Tragedies of Science: The Story of Thalidomide and How the FDA Gained More Power than Any Other Government Agency
By Olivia Woodford-Berry, '19
Though unfamiliar to some, many still remember thalidomide as one of the worst scientific mishaps of the twentieth century. This drug, originally produced in Germany, was brought to market with problematic lack of testing, and was later proven to cause an array of birth defects from phocomelia, or shortened or abnormal appendages resulting from problems with limb development in the womb, to autism like symptoms. (1) According to the Thalidomide Society, as many as 120,000 babies have miscarried, still born, or born with birth defects as a result of thalidomide. (1) This failure to regulate drugs has impacted thousands of victims, and the influence of this catastrophe continues to impact drug development in unseen ways. Specifically, the historical memories of thalidomide have given wake to the modern, virtually insurmountable power of the Food and Drug Administration.

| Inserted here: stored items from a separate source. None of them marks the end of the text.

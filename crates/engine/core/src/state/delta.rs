//! Structured description of what an execution changed.
//!
//! The delta is computed by diffing the state captured before an action
//! against the state after it committed. Callers use it to render precise
//! feedback without replaying engine logic.

use std::collections::BTreeSet;

use super::PlayerState;
use crate::catalog::{ActionId, CurrencyId, ItemId, RoomId, SkillId, Tag};

/// A before/after pair for one counted resource.
#[derive(Clone, Copy, Debug, PartialEq, Eq)]
#[cfg_attr(feature = "serde", derive(serde::Serialize, serde::Deserialize))]
pub struct QuantityChange<Id> {
    pub id: Id,
    pub before: u32,
    pub after: u32,
}

/// A before/after pair for one skill's progress.
#[derive(Clone, Copy, Debug, PartialEq, Eq)]
#[cfg_attr(feature = "serde", derive(serde::Serialize, serde::Deserialize))]
pub struct SkillChange {
    pub id: SkillId,
    pub level_before: u32,
    pub level_after: u32,
    pub xp_before: u32,
    pub xp_after: u32,
}

/// State change metadata for one successful execution.
#[derive(Clone, Debug, PartialEq, Eq, Default)]
#[cfg_attr(feature = "serde", derive(serde::Serialize, serde::Deserialize))]
pub struct StateDelta {
    pub items: Vec<QuantityChange<ItemId>>,
    pub currencies: Vec<QuantityChange<CurrencyId>>,
    pub skills: Vec<SkillChange>,
    pub tags_added: Vec<Tag>,
    /// `(from, to)` when the action moved the player.
    pub room_transition: Option<(RoomId, RoomId)>,
    /// Actions newly hidden for this player by `hide_after_use`.
    pub actions_hidden: Vec<(RoomId, ActionId)>,
}

impl StateDelta {
    /// Computes the delta between two player states.
    pub fn from_states(before: &PlayerState, after: &PlayerState) -> Self {
        let item_ids: BTreeSet<ItemId> = before
            .inventory
            .keys()
            .chain(after.inventory.keys())
            .copied()
            .collect();
        let items = item_ids
            .into_iter()
            .filter_map(|id| {
                let b = before.item_quantity(id);
                let a = after.item_quantity(id);
                (b != a).then_some(QuantityChange {
                    id,
                    before: b,
                    after: a,
                })
            })
            .collect();

        let currency_ids: BTreeSet<CurrencyId> = before
            .currencies
            .keys()
            .chain(after.currencies.keys())
            .copied()
            .collect();
        let currencies = currency_ids
            .into_iter()
            .filter_map(|id| {
                let b = before.currency_balance(id);
                let a = after.currency_balance(id);
                (b != a).then_some(QuantityChange {
                    id,
                    before: b,
                    after: a,
                })
            })
            .collect();

        let skill_ids: BTreeSet<SkillId> = before
            .skills
            .keys()
            .chain(after.skills.keys())
            .copied()
            .collect();
        let skills = skill_ids
            .into_iter()
            .filter_map(|id| {
                let b = before.skill_progress(id);
                let a = after.skill_progress(id);
                (b != a).then_some(SkillChange {
                    id,
                    level_before: b.level,
                    level_after: a.level,
                    xp_before: b.xp,
                    xp_after: a.xp,
                })
            })
            .collect();

        let tags_added = after.tags.difference(&before.tags).cloned().collect();

        let room_transition = (before.current_room != after.current_room)
            .then_some((before.current_room, after.current_room));

        let actions_hidden = after
            .used_actions
            .difference(&before.used_actions)
            .copied()
            .collect();

        Self {
            items,
            currencies,
            skills,
            tags_added,
            room_transition,
            actions_hidden,
        }
    }

    pub fn is_empty(&self) -> bool {
        self.items.is_empty()
            && self.currencies.is_empty()
            && self.skills.is_empty()
            && self.tags_added.is_empty()
            && self.room_transition.is_none()
            && self.actions_hidden.is_empty()
    }
}
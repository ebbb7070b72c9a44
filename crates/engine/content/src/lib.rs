//! World loading for `fable`.
//!
//! Turns authored JSON documents into the frozen [`fable_core::Registry`]
//! the engine runs against. Loading is strict: unknown `class`
//! discriminators fail the parse, duplicate ids and dangling references
//! fail the build, and no partial registry is ever produced.

pub mod error;
pub mod loader;
pub mod schema;
mod validate;

pub use error::LoadError;
pub use loader::{build, load_world_file, load_world_str};
pub use schema::WorldDocument;
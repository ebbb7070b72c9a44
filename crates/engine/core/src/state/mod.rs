//! Mutable per-session player state.
//!
//! [`PlayerState`] is the single record every other component reads and
//! mutates. One session owns exactly one instance; the engine threads it
//! through every call explicitly, so independent sessions never share
//! mutable state. Quantities are unsigned and adjusted only through
//! checked operations, so inventory and currency balances cannot go
//! negative by construction.

mod delta;

pub use delta::{QuantityChange, SkillChange, StateDelta};

use std::collections::{BTreeMap, BTreeSet};

use crate::catalog::{ActionId, CurrencyId, DialogId, ItemId, NodeId, RoomId, SkillId, Tag};

/// Level and banked experience for one skill.
#[derive(Clone, Copy, Debug, PartialEq, Eq, Default)]
#[cfg_attr(feature = "serde", derive(serde::Serialize, serde::Deserialize))]
pub struct SkillProgress {
    pub level: u32,
    pub xp: u32,
}

/// The complete mutable record of one player's progress.
#[derive(Clone, Debug, PartialEq, Eq)]
#[cfg_attr(feature = "serde", derive(serde::Serialize, serde::Deserialize))]
pub struct PlayerState {
    pub current_room: RoomId,
    /// Item id -> held quantity. Zero-quantity entries are removed.
    pub inventory: BTreeMap<ItemId, u32>,
    /// Currency id -> balance.
    pub currencies: BTreeMap<CurrencyId, u32>,
    pub skills: BTreeMap<SkillId, SkillProgress>,
    /// Visibility-gating tags. Mutated only by reveal directives.
    pub tags: BTreeSet<Tag>,
    /// Dialog id -> last node the player visited.
    pub dialog_cursors: BTreeMap<DialogId, NodeId>,
    /// Actions permanently hidden for this player via `hide_after_use`.
    pub used_actions: BTreeSet<(RoomId, ActionId)>,
    /// Rooms the player has entered at least once.
    pub visited_rooms: BTreeSet<RoomId>,
    /// Monotonic action counter; feeds the combat seed stream.
    pub nonce: u64,
}

impl PlayerState {
    pub fn new(start_room: RoomId) -> Self {
        Self {
            current_room: start_room,
            inventory: BTreeMap::new(),
            currencies: BTreeMap::new(),
            skills: BTreeMap::new(),
            tags: BTreeSet::new(),
            dialog_cursors: BTreeMap::new(),
            used_actions: BTreeSet::new(),
            visited_rooms: BTreeSet::new(),
            nonce: 0,
        }
    }

    pub fn item_quantity(&self, item: ItemId) -> u32 {
        self.inventory.get(&item).copied().unwrap_or(0)
    }

    /// Adds items, saturating at `u32::MAX`.
    pub fn grant_items(&mut self, item: ItemId, quantity: u32) {
        if quantity == 0 {
            return;
        }
        let slot = self.inventory.entry(item).or_insert(0);
        *slot = slot.saturating_add(quantity);
    }

    /// Removes items if the full quantity is held. Returns `false` (and
    /// leaves the inventory untouched) on a shortfall.
    pub fn remove_items(&mut self, item: ItemId, quantity: u32) -> bool {
        let held = self.item_quantity(item);
        if held < quantity {
            return false;
        }
        let remaining = held - quantity;
        if remaining == 0 {
            self.inventory.remove(&item);
        } else {
            self.inventory.insert(item, remaining);
        }
        true
    }

    pub fn currency_balance(&self, currency: CurrencyId) -> u32 {
        self.currencies.get(&currency).copied().unwrap_or(0)
    }

    pub fn credit_currency(&mut self, currency: CurrencyId, amount: u32) {
        if amount == 0 {
            return;
        }
        let slot = self.currencies.entry(currency).or_insert(0);
        *slot = slot.saturating_add(amount);
    }

    /// Debits a balance if covered. Returns `false` on insufficient funds.
    pub fn debit_currency(&mut self, currency: CurrencyId, amount: u32) -> bool {
        let balance = self.currency_balance(currency);
        if balance < amount {
            return false;
        }
        self.currencies.insert(currency, balance - amount);
        true
    }

    pub fn skill_progress(&self, skill: SkillId) -> SkillProgress {
        self.skills.get(&skill).copied().unwrap_or_default()
    }

    pub fn has_tag(&self, tag: &Tag) -> bool {
        self.tags.contains(tag)
    }

    pub fn is_action_used(&self, room: RoomId, action: ActionId) -> bool {
        self.used_actions.contains(&(room, action))
    }
}
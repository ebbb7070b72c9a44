//! Combatant templates used by the combat resolver.

use super::ids::CombatantId;

/// Static stat block for one combat participant.
///
/// Instances are stamped from the template at encounter start; templates
/// themselves are never mutated.
#[derive(Clone, Debug, PartialEq, Eq)]
#[cfg_attr(feature = "serde", derive(serde::Serialize, serde::Deserialize))]
pub struct CombatantDef {
    pub id: CombatantId,
    pub name: String,
    pub max_hp: u32,
    pub attack: u32,
    pub defense: u32,
    /// Higher speed acts earlier in a round.
    pub speed: u32,
}
//! Typed identifiers for catalog entities.
//!
//! Every cross-reference in content data (an exit's target room, a ware's
//! item, a combat roster entry) is expressed through one of these newtypes.
//! The loader validates all of them at load time, so a well-formed world
//! never produces a dangling id at runtime.

use core::fmt;

macro_rules! define_id {
    ($(#[$doc:meta])* $name:ident, $prefix:literal) => {
        $(#[$doc])*
        #[derive(Clone, Copy, Debug, PartialEq, Eq, PartialOrd, Ord, Hash, Default)]
        #[cfg_attr(feature = "serde", derive(serde::Serialize, serde::Deserialize))]
        #[cfg_attr(feature = "serde", serde(transparent))]
        pub struct $name(pub u32);

        impl $name {
            pub const fn new(value: u32) -> Self {
                Self(value)
            }
        }

        impl fmt::Display for $name {
            fn fmt(&self, f: &mut fmt::Formatter<'_>) -> fmt::Result {
                write!(f, concat!($prefix, "{}"), self.0)
            }
        }

        impl From<u32> for $name {
            fn from(value: u32) -> Self {
                Self(value)
            }
        }
    };
}

define_id!(
    /// Identifier of a room in the room graph.
    RoomId,
    "room:"
);
define_id!(
    /// Identifier of an item definition.
    ItemId,
    "item:"
);
define_id!(
    /// Identifier of a skill definition.
    SkillId,
    "skill:"
);
define_id!(
    /// Identifier of a currency definition.
    CurrencyId,
    "currency:"
);
define_id!(
    /// Identifier of a dialog definition.
    DialogId,
    "dialog:"
);
define_id!(
    /// Identifier of a crafting recipe.
    RecipeId,
    "recipe:"
);
define_id!(
    /// Identifier of a combatant template.
    CombatantId,
    "combatant:"
);
define_id!(
    /// Identifier of a dialog node within one dialog's node arena.
    NodeId,
    "node:"
);

/// Position of an action inside a room's ordered action list.
///
/// Default actions occupy the leading indices, followed by the room's own
/// actions in declaration order. The index is stable for the lifetime of a
/// loaded world, which lets player state reference actions as
/// `(RoomId, ActionId)` pairs.
#[derive(Clone, Copy, Debug, PartialEq, Eq, PartialOrd, Ord, Hash, Default)]
#[cfg_attr(feature = "serde", derive(serde::Serialize, serde::Deserialize))]
#[cfg_attr(feature = "serde", serde(transparent))]
pub struct ActionId(pub u32);

impl ActionId {
    pub const fn new(value: u32) -> Self {
        Self(value)
    }

    pub fn index(self) -> usize {
        self.0 as usize
    }
}

impl fmt::Display for ActionId {
    fn fmt(&self, f: &mut fmt::Formatter<'_>) -> fmt::Result {
        write!(f, "action:{}", self.0)
    }
}

/// Player-scoped marker gating action visibility.
///
/// Tags are plain strings in content data. They are only ever mutated
/// through explicit `reveal_after_use` directives.
#[derive(Clone, Debug, PartialEq, Eq, PartialOrd, Ord, Hash)]
#[cfg_attr(feature = "serde", derive(serde::Serialize, serde::Deserialize))]
#[cfg_attr(feature = "serde", serde(transparent))]
pub struct Tag(pub String);

impl Tag {
    pub fn new(value: impl Into<String>) -> Self {
        Self(value.into())
    }

    pub fn as_str(&self) -> &str {
        &self.0
    }
}

impl fmt::Display for Tag {
    fn fmt(&self, f: &mut fmt::Formatter<'_>) -> fmt::Result {
        f.write_str(&self.0)
    }
}

impl From<&str> for Tag {
    fn from(value: &str) -> Self {
        Self(value.to_owned())
    }
}

impl From<String> for Tag {
    fn from(value: String) -> Self {
        Self(value)
    }
}
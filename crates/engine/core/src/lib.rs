//! Deterministic narrative-game rules shared across clients.
//!
//! `fable-core` defines the canonical vocabulary (rooms, actions,
//! requirements, events) and the execution pipeline that interprets it.
//! All state mutation flows through [`engine::Engine`]; supporting crates
//! depend on the types re-exported here. The crate performs no I/O:
//! loading worlds from disk lives in `fable-content`, session hosting in
//! `fable-runtime`.
pub mod action;
pub mod catalog;
pub mod combat;
pub mod engine;
pub mod event;
pub mod room;
pub mod state;
pub use action::{
    ActionDef, ActionInput, ActionKind, Requirement, RequirementFailure, evaluate, evaluate_all,
};
pub use catalog::{
    ActionId, CatalogError, CombatantDef, CombatantId, CurrencyDef, CurrencyId, DialogDef,
    DialogId, DialogNode, DialogOption, ItemDef, ItemId, ItemStack, NodeId, PcgRng, RecipeDef,
    RecipeId, Registry, RoomId, SkillDef, SkillId, Tag, compute_seed,
};
pub use combat::{CombatOutcome, CombatReport, Side};
pub use engine::{ActionOutcome, Engine, ExecuteError, ExecutionOutcome};
pub use event::{Event, EventError, EventOutcome, apply_chain};
pub use room::{RoomDef, RoomGraph, UnknownRoomError};
pub use state::{PlayerState, QuantityChange, SkillChange, SkillProgress, StateDelta};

Thalidomide rolled out in several countries across Europe in the world, and while some doctors suspected a connection between thalidomide and specific incidences offside effects like nerve damage birth defects in their patients, Günenthal made every effort to conceal and deny these claims. While the drug was not approved in the U.S., this was not due to the scientific rigor at of the F.D.A. Even without approval, the drug circulated, going out to American doctors as “free samples” or as “trials” At this time, in fact, drugs that were not denied within sixty days were automatically approved. Rather, Francis Kelley, the particularly committed F.D.A. employee in charge of reviewing the application, suspected the inability of testers to find a lethal dose in rats suggested the rats could not absorb the drug in the ways that humans do— a suspicion that was later proven true. Despite pressures from the drug company and from within the F.D.A., she continued to declare the application incomplete, demanding that more testing be completed. This stubborn refusal on the part of a single employee is perhaps the only thing that kept the drug from being approved in the United States.

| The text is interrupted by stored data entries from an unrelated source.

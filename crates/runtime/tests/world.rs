//! End-to-end scenarios against the checked-in example world.
//!
//! The fixture has two rooms: Greenfield Hollow (a one-shot stone pickup,
//! a crack requiring the stone to squeeze through, a tag-locked reward, a
//! hermit dialog, a peddler, and a forage loop) and the Gloom Cave (a
//! crafting spot). Two default actions are appended everywhere: inventory
//! management and a combat encounter that unlocks the reward.

use std::path::Path;
use std::sync::Arc;

use fable_content::load_world_file;
use fable_core::{
    ActionId, ActionInput, ActionOutcome, ExecuteError, ItemId, RecipeId, RequirementFailure,
    RoomId,
};
use fable_runtime::{PlayerSnapshot, Runtime, RuntimeError, SessionId};

const FIELD: RoomId = RoomId(0);
const CAVE: RoomId = RoomId(1);

const STONE: ItemId = ItemId(2);
const HERB: ItemId = ItemId(3);
const POTION: ItemId = ItemId(4);
const CHARM: ItemId = ItemId(6);

const PICK_UP: ActionId = ActionId(0);
const SQUEEZE: ActionId = ActionId(1);
const REWARD: ActionId = ActionId(2);
const HERMIT: ActionId = ActionId(3);
const PEDDLER: ActionId = ActionId(4);
const FORAGE: ActionId = ActionId(5);
const CULL: ActionId = ActionId(7);

const CRAWL_OUT: ActionId = ActionId(0);
const MIX: ActionId = ActionId(1);

fn world() -> Runtime {
    let _ = tracing_subscriber::fmt()
        .with_env_filter(tracing_subscriber::EnvFilter::from_default_env())
        .with_writer(std::io::stderr)
        .try_init();
    let path = Path::new(env!("CARGO_MANIFEST_DIR")).join("tests/fixtures/world.json");
    let registry = load_world_file(&path).expect("fixture world loads");
    Runtime::new(Arc::new(registry))
}

fn held(snapshot: &PlayerSnapshot, item: ItemId) -> u32 {
    snapshot
        .inventory
        .iter()
        .find(|entry| entry.id == item)
        .map(|entry| entry.quantity)
        .unwrap_or(0)
}

fn menu(runtime: &Runtime, session: SessionId, room: RoomId) -> Vec<String> {
    runtime
        .available_actions(session, room)
        .unwrap()
        .into_iter()
        .map(|view| view.menu_name)
        .collect()
}

#[test]
fn squeezing_through_the_crack_needs_the_stone() {
    let mut runtime = world();
    let session = runtime.create_session(FIELD).unwrap();

    let err = runtime.execute(session, FIELD, SQUEEZE, None).unwrap_err();
    assert_eq!(
        err,
        RuntimeError::Execute(ExecuteError::RequirementsNotMet(RequirementFailure::Item {
            item: STONE,
            have: 0,
            need: 1,
        }))
    );
    assert_eq!(runtime.player_snapshot(session).unwrap().room, FIELD);

    let picked = runtime.execute(session, FIELD, PICK_UP, None).unwrap();
    assert!(picked.text.starts_with("Ooh, shiny!"));
    assert_eq!(held(&runtime.player_snapshot(session).unwrap(), STONE), 2);

    let moved = runtime.execute(session, FIELD, SQUEEZE, None).unwrap();
    assert_eq!(moved.outcome, ActionOutcome::Success);
    assert_eq!(moved.delta.room_transition, Some((FIELD, CAVE)));

    let snapshot = runtime.player_snapshot(session).unwrap();
    assert_eq!(snapshot.room, CAVE);
    assert_eq!(snapshot.room_name, "Gloom Cave");
    assert_eq!(held(&snapshot, STONE), 1);
}

#[test]
fn the_reward_stays_locked_until_the_cull() {
    let mut runtime = world();
    let session = runtime.create_session(FIELD).unwrap();

    let before = menu(&runtime, session, FIELD);
    assert!(!before.iter().any(|name| name.contains("reward")));
    assert!(before.iter().any(|name| name == "manage inventory"));

    let culled = runtime.execute(session, FIELD, CULL, None).unwrap();
    assert_eq!(culled.outcome, ActionOutcome::CombatVictory);
    let snapshot = runtime.player_snapshot(session).unwrap();
    assert_eq!(snapshot.currencies[0].amount, 30);
    assert!(snapshot.tags.iter().any(|tag| tag.as_str() == "combat_locked"));

    let after = menu(&runtime, session, FIELD);
    assert!(after.iter().any(|name| name.contains("reward")));

    runtime.execute(session, FIELD, REWARD, None).unwrap();
    assert_eq!(held(&runtime.player_snapshot(session).unwrap(), CHARM), 1);

    // hide_after_use: claimed once, gone for good.
    let spent = menu(&runtime, session, FIELD);
    assert!(!spent.iter().any(|name| name.contains("reward")));
    let err = runtime.execute(session, FIELD, REWARD, None).unwrap_err();
    assert_eq!(
        err,
        RuntimeError::Execute(ExecuteError::ActionNotFound {
            room: FIELD,
            action: REWARD,
        })
    );
}

#[test]
fn first_enter_text_appears_only_once() {
    let mut runtime = world();
    let session = runtime.create_session(FIELD).unwrap();
    runtime.execute(session, FIELD, PICK_UP, None).unwrap();

    let first = runtime.execute(session, FIELD, SQUEEZE, None).unwrap();
    assert!(first.text.contains("Cold air washes over you."));
    assert!(first.text.contains("Water drips somewhere in the dark."));

    // The start room was entered at session creation, so returning to it
    // shows only the regular description.
    let back = runtime.execute(session, CAVE, CRAWL_OUT, None).unwrap();
    assert!(!back.text.contains("You wake with dew on your face."));
    assert!(back.text.contains("Grass sways in the hollow."));

    let second = runtime.execute(session, FIELD, SQUEEZE, None).unwrap();
    assert!(!second.text.contains("Cold air washes over you."));
    assert!(second.text.contains("Water drips somewhere in the dark."));
}

#[test]
fn the_hermit_remembers_where_you_left_off() {
    let mut runtime = world();
    let session = runtime.create_session(FIELD).unwrap();

    let opening = runtime.execute(session, FIELD, HERMIT, None).unwrap();
    assert!(opening.text.contains("The hermit eyes you from under his hood."));
    assert!(opening.text.contains("0) Ask about the cave."));
    assert!(opening.text.contains("1) Leave him be."));

    let advanced = runtime
        .execute(session, FIELD, HERMIT, Some(ActionInput::Choice(0)))
        .unwrap();
    assert!(advanced.text.contains("Bring me a shiny stone"));

    // Terminal node: asking again repeats the same line.
    let repeated = runtime.execute(session, FIELD, HERMIT, None).unwrap();
    assert_eq!(repeated.text, advanced.text);
}

#[test]
fn potions_are_mixed_in_the_cave() {
    let mut runtime = world();
    let session = runtime.create_session(FIELD).unwrap();

    runtime.execute(session, FIELD, FORAGE, None).unwrap();
    runtime.execute(session, FIELD, PICK_UP, None).unwrap();
    runtime.execute(session, FIELD, SQUEEZE, None).unwrap();

    let listing = runtime.execute(session, CAVE, MIX, None).unwrap();
    assert!(listing.text.contains("You could craft Potion."));

    let crafted = runtime
        .execute(session, CAVE, MIX, Some(ActionInput::Recipe(RecipeId(1))))
        .unwrap();
    assert!(crafted.text.contains("You craft Potion."));

    let snapshot = runtime.player_snapshot(session).unwrap();
    assert_eq!(held(&snapshot, HERB), 0);
    assert_eq!(held(&snapshot, POTION), 1);
}

#[test]
fn the_peddler_wants_coins_up_front() {
    let mut runtime = world();
    let session = runtime.create_session(FIELD).unwrap();

    let err = runtime
        .execute(session, FIELD, PEDDLER, Some(ActionInput::Ware(POTION)))
        .unwrap_err();
    assert!(matches!(
        err,
        RuntimeError::Execute(ExecuteError::InsufficientFunds { need: 10, have: 0, .. })
    ));

    runtime.execute(session, FIELD, CULL, None).unwrap();
    let bought = runtime
        .execute(session, FIELD, PEDDLER, Some(ActionInput::Ware(POTION)))
        .unwrap();
    assert!(bought.text.contains("You buy Potion for 10 Coins."));

    let snapshot = runtime.player_snapshot(session).unwrap();
    assert_eq!(held(&snapshot, POTION), 1);
    assert_eq!(snapshot.currencies[0].amount, 20);
}

#[test]
fn foraging_levels_up_after_enough_trips() {
    let mut runtime = world();
    let session = runtime.create_session(FIELD).unwrap();

    runtime.execute(session, FIELD, FORAGE, None).unwrap();
    runtime.execute(session, FIELD, FORAGE, None).unwrap();
    let snapshot = runtime.player_snapshot(session).unwrap();
    assert_eq!(snapshot.skills[0].level, 0);
    assert_eq!(snapshot.skills[0].xp, 80);

    let third = runtime.execute(session, FIELD, FORAGE, None).unwrap();
    assert!(third.text.contains("Foraging is now level 1."));
    let snapshot = runtime.player_snapshot(session).unwrap();
    assert_eq!(snapshot.skills[0].level, 1);
    assert_eq!(snapshot.skills[0].xp, 20);
}

#[test]
fn identical_worlds_replay_combat_identically() {
    let mut left = world();
    let mut right = world();
    let left_session = left.create_session(FIELD).unwrap();
    let right_session = right.create_session(FIELD).unwrap();

    let left_fight = left.execute(left_session, FIELD, CULL, None).unwrap();
    let right_fight = right.execute(right_session, FIELD, CULL, None).unwrap();
    assert_eq!(left_fight, right_fight);
}

#[test]
fn sessions_are_independent() {
    let mut runtime = world();
    let one = runtime.create_session(FIELD).unwrap();
    let two = runtime.create_session(FIELD).unwrap();

    runtime.execute(one, FIELD, PICK_UP, None).unwrap();
    assert_eq!(held(&runtime.player_snapshot(one).unwrap(), STONE), 2);
    assert_eq!(held(&runtime.player_snapshot(two).unwrap(), STONE), 0);

    // Session two still sees the pickup; session one spent it.
    assert!(menu(&runtime, two, FIELD).iter().any(|name| name.contains("shiny")));
    assert!(!menu(&runtime, one, FIELD).iter().any(|name| name.contains("shiny")));
}

#[test]
fn unknown_sessions_are_rejected() {
    let mut runtime = world();
    let missing = SessionId::new(42);
    assert_eq!(
        runtime.execute(missing, FIELD, PICK_UP, None).unwrap_err(),
        RuntimeError::UnknownSession(missing)
    );
    assert_eq!(
        runtime.player_snapshot(missing).unwrap_err(),
        RuntimeError::UnknownSession(missing)
    );
}

#[test]
fn snapshots_serialize_to_json() {
    let mut runtime = world();
    let session = runtime.create_session(FIELD).unwrap();
    runtime.execute(session, FIELD, PICK_UP, None).unwrap();

    let snapshot = runtime.player_snapshot(session).unwrap();
    let json = serde_json::to_string(&snapshot).unwrap();
    assert!(json.contains("\"Shiny Stone\""));
    assert!(json.contains("\"Greenfield Hollow\""));
}

#[test]
fn rooms_are_listed_in_order() {
    let runtime = world();
    let rooms = runtime.list_rooms();
    assert_eq!(rooms.len(), 2);
    assert_eq!(rooms[0].name, "Greenfield Hollow");
    assert_eq!(rooms[1].name, "Gloom Cave");
}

As the true consequences of thalidomide came to light, it began to disappear from the market. Still, the mechanisms of how thalidomide disrupted limb development remained unclear even as more and more victims were discovered. Thalidomide had been shown to disrupt several crucial processes from the regulation of growth factors to its inhibition of cell surface proteins. While several experiments suggested which features of thalidomide might play a role, there was no unifying pathway to explain the cases of phocomelia. Since thalidomide only caused problems in limb development and not the entire embryo, the mechanisms needed to have some sort of specifying feature that limited to these regions. It wasn’t until the year 2000 when one study suggested a unifying theory. Thalidomide’s chemical structure gave it a high binding affinity to the nucleotide guanine, one of the main components of our DNA. Genes encoding for cell surface proteins needed for formation of new blood vessels contain large sections of guanine in their promoter regions. Likewise, growth signaling molecules, like fGF-2, and also contain guanine heavy regions in their promoter region. Thus, thalidomide binds the promoter regions of these genes, preventing the expression of key genetic factors. This blocks formation of new blood vessels and the production of specific cell surface protein, two processes crucial for limb development. (4)
While thalidomide was never approved in the United States, most see it as a fluke, and for those who regulate drug development, the lesson has been long lived. Today, the F.D.A. has more power than most other government agencies. Altogether, the F.D.A. regulates over 2.4 trillion dollars worth of drugs, and the scientists who consider applications of enormous pull. (5) Likewise, the burden of proof lies heavily on the drug makers to prove safety and efficacy, and all drugs must go through strict clinical trials before being mass distributed. In this way, the legacy of the thalidomide tragedy has shaped the present, virtually all powerful leash on drug makers today.